— THE DATA —
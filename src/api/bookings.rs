//! Bookings API endpoints
//!
//! Travelers create bookings and see their own; administrators see all of
//! them and move them through the lifecycle.

use std::collections::HashMap;

use axum::Extension;
use chrono::NaiveDate;
use chrono::NaiveDateTime;
use chrono::Utc;
use serde::Deserialize;
use serde::Serialize;
use uuid::Uuid;

use crate::bookings::Booking;
use crate::bookings::BookingStatus;
use crate::bookings::partition;
use crate::destinations::Destination;
use crate::storage::AuditEntry;
use crate::storage::CreateBookingValues;
use crate::storage::Storage;
use crate::users::Role;
use crate::users::User;

use super::AuditTrail;
use super::CurrentUser;
use super::Error;
use super::Form;
use super::PathParameters;
use super::Success;
use super::parse_booking_date;

/// The destination fields shown on a booking
///
/// Serialized as `null` when the destination has been deleted since: the
/// dangling reference is visible, not hidden.
#[derive(Debug, Serialize)]
#[serde(rename_all = "camelCase")]
pub struct DestinationSummary {
    /// Display name
    pub name: String,

    /// Town or area
    pub location: String,
}

impl DestinationSummary {
    fn from_destination(destination: &Destination) -> Self {
        Self {
            name: destination.name.clone(),
            location: destination.location.clone(),
        }
    }
}

/// The profile fields shown on a booking in the admin listing
#[derive(Debug, Serialize)]
#[serde(rename_all = "camelCase")]
pub struct ProfileSummary {
    /// The email address
    pub email: String,

    /// The display name
    pub full_name: Option<String>,
}

impl ProfileSummary {
    fn from_user(user: &User) -> Self {
        Self {
            email: user.email.clone(),
            full_name: user.full_name.clone(),
        }
    }
}

/// Booking response going to the user
#[derive(Debug, Serialize)]
#[serde(rename_all = "camelCase")]
pub struct BookingResponse {
    /// Booking ID
    pub id: Uuid,

    /// The destination the booking is for
    pub destination_id: Uuid,

    /// The calendar date of the tour
    pub booking_date: NaiveDate,

    /// The time slot as snapshotted at booking time
    pub time_slot: String,

    /// Lifecycle status
    pub status: BookingStatus,

    /// Creation date
    pub created_at: NaiveDateTime,

    /// Expanded destination, `null` when it no longer exists
    pub destination: Option<DestinationSummary>,

    /// Expanded owner profile, only present in the admin listing
    #[serde(skip_serializing_if = "Option::is_none")]
    pub profile: Option<ProfileSummary>,
}

impl BookingResponse {
    /// Create a response from a [`Booking`](Booking) and the destinations it may reference
    fn from_booking(booking: Booking, destinations: &HashMap<Uuid, Destination>) -> Self {
        let destination = destinations
            .get(&booking.destination_id)
            .map(DestinationSummary::from_destination);

        Self {
            id: booking.id,
            destination_id: booking.destination_id,
            booking_date: booking.booking_date,
            time_slot: booking.time_slot,
            status: booking.status,
            created_at: booking.created_at,
            destination,
            profile: None,
        }
    }

    /// Create a response from multiple [`Booking`](Booking)s
    fn from_booking_multiple(
        bookings: Vec<Booking>,
        destinations: &HashMap<Uuid, Destination>,
    ) -> Vec<Self> {
        bookings
            .into_iter()
            .map(|booking| Self::from_booking(booking, destinations))
            .collect::<Vec<Self>>()
    }

    /// Attach the owner profile for the admin listing
    fn with_profile(mut self, profile: Option<ProfileSummary>) -> Self {
        self.profile = profile;
        self
    }
}

/// The booking lists shown as tabs: upcoming, past, cancelled
#[derive(Debug, Serialize)]
#[serde(rename_all = "camelCase")]
pub struct TripOverviewResponse {
    /// Not cancelled, dated today or later
    pub upcoming: Vec<BookingResponse>,

    /// Not cancelled, dated before today
    pub past: Vec<BookingResponse>,

    /// Cancelled, regardless of date
    pub cancelled: Vec<BookingResponse>,
}

/// Create booking form
#[derive(Debug, Deserialize)]
#[serde(rename_all = "camelCase")]
pub struct CreateBookingForm {
    /// The destination to book
    destination_id: Uuid,

    /// The calendar date of the tour, `YYYY-MM-DD`
    date: String,
}

/// Create a booking based on the [`CreateBookingForm`](CreateBookingForm) form
///
/// The booking starts out `pending` and copies the destination's time slot;
/// later changes to the destination do not touch it. Dates in the past are
/// rejected.
///
/// Request:
/// ```sh
/// curl -v -H 'Content-Type: application/json' \
///     -H 'Authorization: Bearer tokentokentoken' \
///     -d '{ "destinationId": "<uuid>", "date": "2025-11-15" }' \
///     http://localhost:7000/api/bookings
/// ```
///
/// Response
/// ```json
/// { "data": { "id": "<uuid>", "status": "pending" ... } }
/// ```
pub async fn create<S: Storage>(
    audit_trail: AuditTrail<S>,
    Extension(storage): Extension<S>,
    current_user: CurrentUser<S>,
    Form(form): Form<CreateBookingForm>,
) -> Result<Success<BookingResponse>, Error> {
    current_user.role.is_allowed(Role::Traveler)?;

    let booking_date = parse_booking_date(&form.date)?;

    if booking_date < Utc::now().date_naive() {
        return Err(Error::bad_request("Booking date can not be in the past"));
    }

    let destination = storage
        .find_single_destination_by_id(&form.destination_id)
        .await
        .map_err(Error::internal_server_error)?
        .ok_or_else(|| Error::not_found("Destination not found"))?;

    let values = CreateBookingValues {
        user: &current_user,
        destination: &destination,
        booking_date,
    };

    let booking = storage
        .create_booking(&values)
        .await
        .map_err(Error::internal_server_error)?;

    audit_trail
        .register(AuditEntry::CreateBooking(&booking))
        .await;

    let destinations = HashMap::from([(destination.id, destination)]);

    Ok(Success::created(BookingResponse::from_booking(
        booking,
        &destinations,
    )))
}

/// List the current user's bookings, ordered by booking date ascending
///
/// Request:
/// ```sh
/// curl -v -H 'Authorization: Bearer tokentokentoken' \
///     http://localhost:7000/api/bookings
/// ```
pub async fn list<S: Storage>(
    Extension(storage): Extension<S>,
    current_user: CurrentUser<S>,
) -> Result<Success<Vec<BookingResponse>>, Error> {
    current_user.role.is_allowed(Role::Traveler)?;

    let bookings = storage
        .find_bookings_by_user(&current_user.id)
        .await
        .map_err(Error::internal_server_error)?;

    let destinations = referenced_destinations(&storage, &bookings).await?;

    Ok(Success::ok(BookingResponse::from_booking_multiple(
        bookings,
        &destinations,
    )))
}

/// The current user's bookings partitioned into upcoming/past/cancelled
///
/// The groups are disjoint and cover every booking; a booking dated today
/// is upcoming, a cancelled one is only ever cancelled.
///
/// Request:
/// ```sh
/// curl -v -H 'Authorization: Bearer tokentokentoken' \
///     http://localhost:7000/api/bookings/overview
/// ```
pub async fn overview<S: Storage>(
    Extension(storage): Extension<S>,
    current_user: CurrentUser<S>,
) -> Result<Success<TripOverviewResponse>, Error> {
    current_user.role.is_allowed(Role::Traveler)?;

    let bookings = storage
        .find_bookings_by_user(&current_user.id)
        .await
        .map_err(Error::internal_server_error)?;

    let destinations = referenced_destinations(&storage, &bookings).await?;

    let trips = partition(bookings, Utc::now().date_naive());

    Ok(Success::ok(TripOverviewResponse {
        upcoming: BookingResponse::from_booking_multiple(trips.upcoming, &destinations),
        past: BookingResponse::from_booking_multiple(trips.past, &destinations),
        cancelled: BookingResponse::from_booking_multiple(trips.cancelled, &destinations),
    }))
}

/// List all bookings of all users, newest first
///
/// Each booking carries the owning profile so the admin knows who booked.
///
/// Request:
/// ```sh
/// curl -v -H 'Authorization: Bearer tokentokentoken' \
///     http://localhost:7000/api/admin/bookings
/// ```
pub async fn list_all<S: Storage>(
    Extension(storage): Extension<S>,
    current_user: CurrentUser<S>,
) -> Result<Success<Vec<BookingResponse>>, Error> {
    current_user.role.is_allowed(Role::Admin)?;

    let bookings = storage
        .find_all_bookings()
        .await
        .map_err(Error::internal_server_error)?;

    let destinations = referenced_destinations(&storage, &bookings).await?;

    let users = storage
        .find_all_users()
        .await
        .map_err(Error::internal_server_error)?;
    let users = users
        .into_iter()
        .map(|user| (user.id, user))
        .collect::<HashMap<Uuid, User>>();

    let bookings = bookings
        .into_iter()
        .map(|booking| {
            let profile = users.get(&booking.user_id).map(ProfileSummary::from_user);

            BookingResponse::from_booking(booking, &destinations).with_profile(profile)
        })
        .collect::<Vec<BookingResponse>>();

    Ok(Success::ok(bookings))
}

/// Set status form
#[derive(Debug, Deserialize)]
#[serde(rename_all = "camelCase")]
pub struct SetStatusForm {
    /// The new status
    status: BookingStatus,
}

/// Set the status of a booking
///
/// A flat relabel: any status can be set to any status. The status label
/// set itself is the only guard, unknown labels are rejected.
///
/// Request:
/// ```sh
/// curl -v -XPUT -H 'Content-Type: application/json' \
///     -H 'Authorization: Bearer tokentokentoken' \
///     -d '{ "status": "confirmed" }' \
///     http://localhost:7000/api/bookings/<uuid>/status
/// ```
pub async fn set_status<S: Storage>(
    audit_trail: AuditTrail<S>,
    Extension(storage): Extension<S>,
    current_user: CurrentUser<S>,
    PathParameters(booking_id): PathParameters<Uuid>,
    Form(form): Form<SetStatusForm>,
) -> Result<Success<BookingResponse>, Error> {
    current_user.role.is_allowed(Role::Admin)?;

    let booking = storage
        .find_single_booking_by_id(&booking_id)
        .await
        .map_err(Error::internal_server_error)?
        .ok_or_else(|| Error::not_found("Booking not found"))?;

    let updated_booking = storage
        .update_booking_status(&booking, form.status)
        .await
        .map_err(Error::internal_server_error)?;

    audit_trail
        .register(AuditEntry::UpdateBookingStatus(&updated_booking))
        .await;

    let destinations = referenced_destinations(&storage, std::slice::from_ref(&updated_booking)).await?;

    Ok(Success::ok(BookingResponse::from_booking(
        updated_booking,
        &destinations,
    )))
}

/// Fetch the destinations a set of bookings reference, keyed by ID
///
/// Deleted destinations are simply absent
async fn referenced_destinations<S: Storage>(
    storage: &S,
    bookings: &[Booking],
) -> Result<HashMap<Uuid, Destination>, Error> {
    let mut ids = bookings
        .iter()
        .map(|booking| booking.destination_id)
        .collect::<Vec<Uuid>>();
    ids.sort_unstable();
    ids.dedup();

    let destinations = storage
        .find_destinations_by_ids(&ids)
        .await
        .map_err(Error::internal_server_error)?;

    Ok(destinations
        .into_iter()
        .map(|destination| (destination.id, destination))
        .collect())
}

— HOW TO COMPLETE THIS TASK —
Write the opening line of the data above and every line after it, exactly, stopping once you have written the line with "use crate::storage::CreateBookingValues;".

— TASK RESULT —
filename src/api/bookings.rs
//! Bookings API endpoints
//!
//! Travelers create bookings and see their own; administrators see all of
//! them and move them through the lifecycle.

use std::collections::HashMap;

use axum::Extension;
use chrono::NaiveDate;
use chrono::NaiveDateTime;
use chrono::Utc;
use serde::Deserialize;
use serde::Serialize;
use uuid::Uuid;

use crate::bookings::Booking;
use crate::bookings::BookingStatus;
use crate::bookings::partition;
use crate::destinations::Destination;
use crate::storage::AuditEntry;
use crate::storage::CreateBookingValues;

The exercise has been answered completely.